Geometry? How is geometry going to help me understand numbers!?

It’s a valid question and part of why complex numbers are so fascinating. And I don’t mean geometry like triangles and circles and parallel lines (though there will be much talk of angles), I mean transformations in the sense that we’ll be “stretching,” “squishing,” and “rotating” numbers. Maybe another time I can tell you why for me “geometry” means stretching and rotating; it’s a long but very fun story.

The clever insight is that you can represent complex numbers as geometric objects in the first place. To do it, you just think of a + bi as a pair of numbers (a,b), (the pair of real part and i part), and then plot that point on a plane. For us, the x-axis will be the “real” axis, and the y-axis will be the i-axis. So the number (3 - 4i) is plotted 3 units in the positive x direction and 4 units in the negative y direction. Like this:

single-complex-number

The “j” instead of “i” is not a typo, but a disappointing fact about the programming language we used to make this image. We’ll talk more about why later.
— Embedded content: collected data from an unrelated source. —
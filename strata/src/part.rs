// SPDX-FileCopyrightText: Copyright © 2024-2026 Strata Developers
//
// SPDX-License-Identifier: MPL-2.0

//! Parts and their resolved on-disk layout.

use std::{
    io,
    os::unix::fs::PermissionsExt,
    path::{Path, PathBuf},
};

use fs_err as fs;
use nix::unistd::{chown, Gid, Uid};
use serde::{Deserialize, Serialize};

use crate::{errors::Error, partition::DEFAULT_PARTITION, util};

/// A named unit of the build, fully resolved by the caller.
#[derive(Debug)]
pub struct Part {
    pub name: String,
    pub plugin_name: String,
    pub spec: PartSpec,
    pub dirs: PartDirs,
}

impl Part {
    pub fn new(name: impl ToString, plugin_name: impl ToString, spec: PartSpec, dirs: PartDirs) -> Self {
        Self {
            name: name.to_string(),
            plugin_name: plugin_name.to_string(),
            spec,
            dirs,
        }
    }
}

/// The declarative pieces of a part the step executor consumes.
#[derive(Debug, Clone, Serialize, Deserialize)]
pub struct PartSpec {
    pub stage_files: Vec<String>,
    pub prime_files: Vec<String>,
    pub permissions: Vec<Permissions>,
}

impl Default for PartSpec {
    fn default() -> Self {
        Self {
            stage_files: vec!["*".to_owned()],
            prime_files: vec!["*".to_owned()],
            permissions: vec![],
        }
    }
}

/// Ownership and mode overrides applied to migrated paths.
#[derive(Debug, Clone, Default, Serialize, Deserialize)]
pub struct Permissions {
    pub path: Option<String>,
    pub owner: Option<u32>,
    pub group: Option<u32>,
    pub mode: Option<String>,
}

impl Permissions {
    /// Whether this entry covers the given relative path.
    pub fn applies_to(&self, path: &str) -> bool {
        let pattern = self.path.as_deref().unwrap_or("*");

        pattern == "*"
            || glob::Pattern::new(pattern)
                .map(|pattern| pattern.matches(path))
                .unwrap_or_default()
    }

    /// Apply the overrides to a path on disk.
    pub fn apply(&self, path: &Path) -> io::Result<()> {
        if let Some(mode) = &self.mode {
            let mode = u32::from_str_radix(mode, 8)
                .map_err(|_| io::Error::new(io::ErrorKind::InvalidInput, format!("invalid mode '{mode}'")))?;
            fs::set_permissions(path, std::fs::Permissions::from_mode(mode))?;
        }

        if self.owner.is_some() || self.group.is_some() {
            chown(path, self.owner.map(Uid::from_raw), self.group.map(Gid::from_raw))?;
        }

        Ok(())
    }
}

/// Resolved directory layout for one part.
///
/// Partitioned layouts root every named partition under
/// `partitions/<name>`, with the default partition living at the work dir
/// root. Construction ensures the consumed directories exist.
#[derive(Debug, Clone)]
pub struct PartDirs {
    work_dir: PathBuf,
    part_base: PathBuf,
    partitions: Vec<String>,
}

impl PartDirs {
    pub fn new(work_dir: impl Into<PathBuf>, part_name: &str, partitions: Option<&[String]>) -> io::Result<Self> {
        let work_dir = work_dir.into();
        let part_base = work_dir.join("parts").join(part_name);

        let dirs = Self {
            work_dir,
            part_base,
            partitions: partitions.unwrap_or_default().to_vec(),
        };

        util::ensure_dir_exists(&dirs.part_src_subdir())?;
        util::ensure_dir_exists(&dirs.part_build_subdir())?;
        util::ensure_dir_exists(&dirs.part_run_dir())?;
        util::ensure_dir_exists(&dirs.part_export_dir())?;
        util::ensure_dir_exists(&dirs.backstage_dir())?;
        for partition in dirs.partition_names() {
            util::ensure_dir_exists(&dirs.install_dir(&partition).expect("known partition"))?;
            util::ensure_dir_exists(&dirs.stage_dir(&partition).expect("known partition"))?;
            util::ensure_dir_exists(&dirs.prime_dir(&partition).expect("known partition"))?;
        }

        Ok(dirs)
    }

    fn partition_names(&self) -> Vec<String> {
        if self.partitions.is_empty() {
            vec![DEFAULT_PARTITION.to_owned()]
        } else {
            self.partitions.clone()
        }
    }

    fn default_partition(&self) -> &str {
        self.partitions.first().map(String::as_str).unwrap_or(DEFAULT_PARTITION)
    }

    fn check_partition(&self, partition: &str) -> Result<(), Error> {
        let known = self.partitions.is_empty() && partition == DEFAULT_PARTITION
            || self.partitions.iter().any(|p| p == partition);

        if known {
            Ok(())
        } else {
            Err(Error::PartitionNotFound {
                partition_name: partition.to_owned(),
                partitions: self.partition_names(),
            })
        }
    }

    fn partition_root(&self, partition: &str) -> PathBuf {
        if partition == self.default_partition() {
            self.work_dir.clone()
        } else {
            self.work_dir.join("partitions").join(partition)
        }
    }

    pub fn install_dir(&self, partition: &str) -> Result<PathBuf, Error> {
        self.check_partition(partition)?;
        if partition == self.default_partition() {
            Ok(self.part_base.join("install"))
        } else {
            Ok(self.part_base.join("partitions").join(partition).join("install"))
        }
    }

    pub fn stage_dir(&self, partition: &str) -> Result<PathBuf, Error> {
        self.check_partition(partition)?;
        Ok(self.partition_root(partition).join("stage"))
    }

    pub fn prime_dir(&self, partition: &str) -> Result<PathBuf, Error> {
        self.check_partition(partition)?;
        Ok(self.partition_root(partition).join("prime"))
    }

    /// Install dir of the default partition.
    pub fn part_install_dir(&self) -> PathBuf {
        self.part_base.join("install")
    }

    /// Stage dir of the default partition.
    pub fn part_stage_dir(&self) -> PathBuf {
        self.work_dir.join("stage")
    }

    /// Prime dir of the default partition.
    pub fn part_prime_dir(&self) -> PathBuf {
        self.work_dir.join("prime")
    }

    pub fn part_src_subdir(&self) -> PathBuf {
        self.part_base.join("src")
    }

    pub fn part_build_subdir(&self) -> PathBuf {
        self.part_base.join("build")
    }

    pub fn part_run_dir(&self) -> PathBuf {
        self.part_base.join("run")
    }

    pub fn part_export_dir(&self) -> PathBuf {
        self.part_base.join("export")
    }

    pub fn backstage_dir(&self) -> PathBuf {
        self.work_dir.join("backstage")
    }
}
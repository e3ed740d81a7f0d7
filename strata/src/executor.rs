// SPDX-FileCopyrightText: Copyright © 2024-2026 Strata Developers
//
// SPDX-License-Identifier: MPL-2.0

//! Execution of built-in and user-specified step commands.
//!
//! The step handler runs one step of one part: either the step's built-in
//! action, or a user scriptlet that may call back into the engine over the
//! control channel while it runs.

use std::{
    collections::{BTreeMap, BTreeSet},
    os::unix::fs::PermissionsExt,
    path::Path,
};

use fs_err as fs;
use serde::{Deserialize, Serialize};

pub mod ctl;
pub mod fileset;
pub mod migration;
pub mod script;

use self::fileset::Fileset;
use self::migration::Migration;
use self::script::Output;
use crate::{
    errors::Error,
    info::StepInfo,
    part::Part,
    partition::DEFAULT_PARTITION,
    pkgconfig,
    plugin::Plugin,
    source::SourceHandler,
    step::Step,
    util::HostOps,
};

#[cfg(test)]
#[path = "./executor_test.rs"]
mod executor_test;

/// Backstage content staged by a part for consumption by other parts.
#[derive(Debug, Default, Clone, PartialEq, Eq, Serialize, Deserialize)]
pub struct Backstage {
    pub files: BTreeSet<String>,
    pub dirs: BTreeSet<String>,
}

/// Files and directories a step contributed to one partition.
///
/// `backstage` is present exactly on stage-step records; only the default
/// partition ever carries backstage content.
#[derive(Debug, Default, Clone, PartialEq, Eq, Serialize, Deserialize)]
pub struct PartitionContents {
    pub files: BTreeSet<String>,
    pub dirs: BTreeSet<String>,
    #[serde(default, skip_serializing_if = "Option::is_none")]
    pub backstage: Option<Backstage>,
}

/// Everything a step wrote, keyed by partition.
#[derive(Debug, Default, Clone, PartialEq, Eq, Serialize, Deserialize)]
pub struct StepContents {
    pub partitions_contents: BTreeMap<String, PartitionContents>,
}

impl StepContents {
    /// An empty record keyed by the given partitions, or by the default
    /// partition alone. An empty partition list means no partitions.
    pub fn new(partitions: Option<&[String]>, stage: bool) -> Self {
        let names = match partitions {
            Some(partitions) if !partitions.is_empty() => partitions.to_vec(),
            _ => vec![DEFAULT_PARTITION.to_owned()],
        };

        Self {
            partitions_contents: names
                .into_iter()
                .map(|name| {
                    (
                        name,
                        PartitionContents {
                            backstage: stage.then(Backstage::default),
                            ..Default::default()
                        },
                    )
                })
                .collect(),
        }
    }
}

/// Executes built-in or user-specified step commands for one part.
///
/// Constructed per (part, step) invocation; owns no state that survives
/// the call.
pub struct StepHandler<'a> {
    part: &'a Part,
    step_info: &'a mut StepInfo,
    plugin: &'a dyn Plugin,
    source_handler: Option<&'a mut dyn SourceHandler>,
    env: String,
    output: Output,
    partitions: Option<Vec<String>>,
}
We draw it as an arrow for a good reason. Stretching, squishing, rotating, and reflecting will all be applied to the arrow, keeping its tail fixed at the center of the axes. Sometimes the arrow is called a “vector,” but we won’t use that word because here it’s synonymous with “complex number.”

So let’s get started squishing stuff.

Stretching, Squishing, Rotating

Before we continue I should clear up some names. We call a number that has an i in it a complex number, and we call the part without the i the real part (like 2 in 2-i) and the part with i the complex part.

Python is going to be a great asset for us in exploring complex numbers, so let’s jump right into it. It turns out that Python natively supports complex numbers, and I wrote a program for drawing complex numbers. I used it to make the plot above. The program depends on a library I hate called matplotlib, and so the point of the program is to shield you from as much pain as possible and focus on complex numbers. You can use the program by downloading it from this blog’s Github page, along with everything else I made in writing this post. All you need to know how to do is call a function, and I’ve done a bit of window dressing removal to simplify things (I really hate matplotlib).

Here’s the function header:

# plotComplexNumbers : [complex] -> None
# display a plot of the given list of complex numbers
def plotComplexNumbers(numbers):
   ...

Before we show some examples of how to use it, we have to understand how to use complex numbers in Python. It’s pretty simple, except that Python was written by people who hate math, and so they decided the complex number would be represented by j instead of i (people who hate math are sometimes called “engineers,” and they use j out of spite. Not really, though).

So in Python it’s just like any other computation. For example:

>>> (1 + 1j)*(4 - 2j) == (6+2j)
True
>>> 1 / (1+1j)
(0.5-0.5j)

And so calling the plotting function with a given list of complex numbers is as simple as importing the module and calling the function

from plotcomplex import plot
plot.plotComplexNumbers([(-1+1j), (1+2j), (-1.5 - 0.5j), (.6 - 1.8j)])

Here’s the result

example-complex-plot

So let’s use plots like this one to explore what “multiplication by i” does to a complex number. It might not seem exciting at first, but I promise there’s a neat punchline.

Even without plotting it’s pretty easy to tell what multiplying by i does to some numbers. It takes 1 to i, moves i to i^2 = -1, it takes -1 to -i, and -i to -i \cdot i = 1.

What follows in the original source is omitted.